According to payday loan analysis by Pew Charitable Trusts, more than 12 million Americans borrow in excess of $7 billion annually in payday loans. Its findings also conclude that the average borrower receives eight loans at $375 and pays $520 in annual percentage rate (APR) interest annually. There is also an indication that state regulations reduce storefront borrowing yet boost online payday loans in Kansas because of restrictions to loan amounts and repayment terms.
What Type of Person Takes Out Payday Loans?
Pew Charitable Trust found that there are certain groups that take out the most payday loans, including those who earn less than $40,000 annually, do not have a college degree, are single-family households and rent homes. Here are five more groups that choose payday loans.
People Who Need Immediate Access to Cash
Payday lenders are convenient solutions that allow borrowers to get what they need quickly. There are no application fees, waiting times or need for collateral, which makes it a consumer-friendly way to overcome emergencies since financial institutions are unlikely to approve a small dollar loan amount as there is no potential for a return on investment (ROI).
Those Who Do Not Want to Compound Loan Interest
If you have a credit card, you know it is easy to build up a balance. The credit companies have lower APR but add to your balance every month, which compounds quickly. A payday loan transaction is open for a short period while the accrual of interest on your credit card is long-term. It is also a cheaper solution than late charges or overdraft fees.
Those Who Want to Avoid Borrowing From Family or Friends
How do you feel about borrowing from loved ones? How do you feel when someone says no? Borrowing or lending between family and friends is a primary reason that relationships break down. When you borrow from a payday lender, you know what to expect and understand the business arrangement. It allows these borrowers to develop a business relationship with a lender that will be there when they are needed.
Those Who Do Not Have Credit
What is your credit score? It is an issue that affects people from getting long-term loans or credit cards. A negative credit history will also affect a borrower for seven years, which will prevent people from getting approved for a car loan, a mortgage or a bank loan.

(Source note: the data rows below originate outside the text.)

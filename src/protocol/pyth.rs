//! Pyth price attestation payloads

use crate::error::Result;
use crate::layout::{field, Item, Layout};
use crate::payload::{PayloadLiteral, PayloadRegistry};

pub const PROTOCOL: &str = "Pyth";

pub const WORMHOLE_MERKLE_ROOT: &str = "WormholeMerkleRoot";
pub const PRICE_FEED_MESSAGE: &str = "PriceFeedMessage";

/// Magic of an accumulator update ("Accumulator Update Wormhole Verification").
pub const ACCUMULATOR_MAGIC: [u8; 4] = *b"AUWV";

pub fn literal(name: &str) -> PayloadLiteral {
    PayloadLiteral::new(PROTOCOL, name)
}

pub fn wormhole_merkle_root_layout() -> Layout {
    Layout::new(vec![
        field("magic", Item::bytes(4).fixed(ACCUMULATOR_MAGIC)),
        field("updateType", Item::uint(1).fixed(0u8)),
        field("slot", Item::uint(8)),
        field("ringSize", Item::uint(4)),
        field("root", Item::bytes(20)),
    ])
}

pub fn price_feed_message_layout() -> Layout {
    Layout::new(vec![
        field("messageType", Item::uint(1).fixed(0u8)),
        field("feedId", Item::bytes(32)),
        field("price", Item::int(8)),
        field("confidence", Item::uint(8)),
        field("exponent", Item::int(4)),
        field("publishTime", Item::int(8)),
        field("prevPublishTime", Item::int(8)),
        field("emaPrice", Item::int(8)),
        field("emaConfidence", Item::uint(8)),
    ])
}

pub(crate) fn register(registry: &PayloadRegistry) -> Result<()> {
    registry.register_payload_type(
        PROTOCOL,
        WORMHOLE_MERKLE_ROOT,
        wormhole_merkle_root_layout(),
    )?;
    registry.register_payload_type(PROTOCOL, PRICE_FEED_MESSAGE, price_feed_message_layout())
}
//! Portal token bridge payloads
//!
//! | id | payload |
//! |----|---------|
//! | 1  | `Transfer` |
//! | 2  | `AttestMeta` |
//! | 3  | `TransferWithPayload` |

use crate::chain::ChainAddress;
use crate::error::Result;
use crate::layout::{
    amount_item, chain_item, field, fixed_string_item, universal_address_item, Alignment, Item,
    Layout, LayoutError, Value,
};
use crate::payload::{PayloadLiteral, PayloadRegistry};

pub const PROTOCOL: &str = "TokenBridge";

pub const TRANSFER: &str = "Transfer";
pub const ATTEST_META: &str = "AttestMeta";
pub const TRANSFER_WITH_PAYLOAD: &str = "TransferWithPayload";

pub fn literal(name: &str) -> PayloadLiteral {
    PayloadLiteral::new(PROTOCOL, name)
}

fn payload_id(id: u8) -> crate::layout::Field {
    field("payloadId", Item::uint(1).fixed(id))
}

/// `{ amount, address, chain }` of the bridged token.
pub(crate) fn token_layout() -> Layout {
    Layout::new(vec![
        field("amount", amount_item()),
        field("address", universal_address_item()),
        field("chain", chain_item()),
    ])
}

pub(crate) fn chain_address_layout() -> Layout {
    Layout::new(vec![
        field("address", universal_address_item()),
        field("chain", chain_item()),
    ])
}

fn transfer_common() -> Layout {
    Layout::new(vec![
        field("token", Item::object(token_layout())),
        field("to", Item::object(chain_address_layout())),
    ])
}

pub fn transfer_layout() -> Layout {
    Layout::new(vec![payload_id(1)])
        .extend(transfer_common())
        .extend(Layout::new(vec![field("fee", amount_item())]))
}

pub fn attest_meta_layout() -> Layout {
    Layout::new(vec![
        payload_id(2),
        field("token", Item::object(chain_address_layout())),
        field("decimals", Item::uint(1)),
        field("symbol", fixed_string_item(32, Alignment::Left)),
        field("name", fixed_string_item(32, Alignment::Left)),
    ])
}

/// `TransferWithPayload` whose trailing `payload` is decoded with `payload`.
pub fn transfer_with_payload_layout_with(payload: Item) -> Layout {
    Layout::new(vec![payload_id(3)])
        .extend(transfer_common())
        .extend(Layout::new(vec![
            field("from", universal_address_item()),
            field("payload", payload),
        ]))
}

pub fn transfer_with_payload_layout() -> Layout {
    transfer_with_payload_layout_with(Item::remainder_bytes())
}

pub(crate) fn register(registry: &PayloadRegistry) -> Result<()> {
    registry.register_payload_type(PROTOCOL, TRANSFER, transfer_layout())?;
    registry.register_payload_type(PROTOCOL, ATTEST_META, attest_meta_layout())?;
    registry.register_payload_type(PROTOCOL, TRANSFER_WITH_PAYLOAD, transfer_with_payload_layout())
}

/// Destination (`to`) of a decoded transfer payload.
pub fn transfer_recipient(payload: &Value) -> std::result::Result<ChainAddress, LayoutError> {
    let to = payload.field("to")?;
    Ok(ChainAddress::new(to.chain_field("chain")?, to.address_field("address")?))
}

/// Bridged token (`token.chain`, `token.address`) of a decoded transfer payload.
pub fn transfer_token(payload: &Value) -> std::result::Result<ChainAddress, LayoutError> {
    let token = payload.field("token")?;
    Ok(ChainAddress::new(
        token.chain_field("chain")?,
        token.address_field("address")?,
    ))
}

Those Who Want to Establish a Credit History
A payday lender focuses on your current status and not your past which will help you build trust within the financial community. If you want to buy a car or apply for a store credit account, your payday loan payment history will help establish creditworthiness.
What Do Borrowers Use Payday Loans for the Most?
Payday loans are most likely to be used for unexpected financial hardships or recurring bills:
- Nearly seven out of 10 first-time borrowers needed a short-term loan for monthly bills like rent, utilities, monthly credit card bills or food expenses
- Nearly two out of ten 10 so for unexpected medical care or car repairs
Consumers also saw payday lenders as the best short-term solution for emergency money.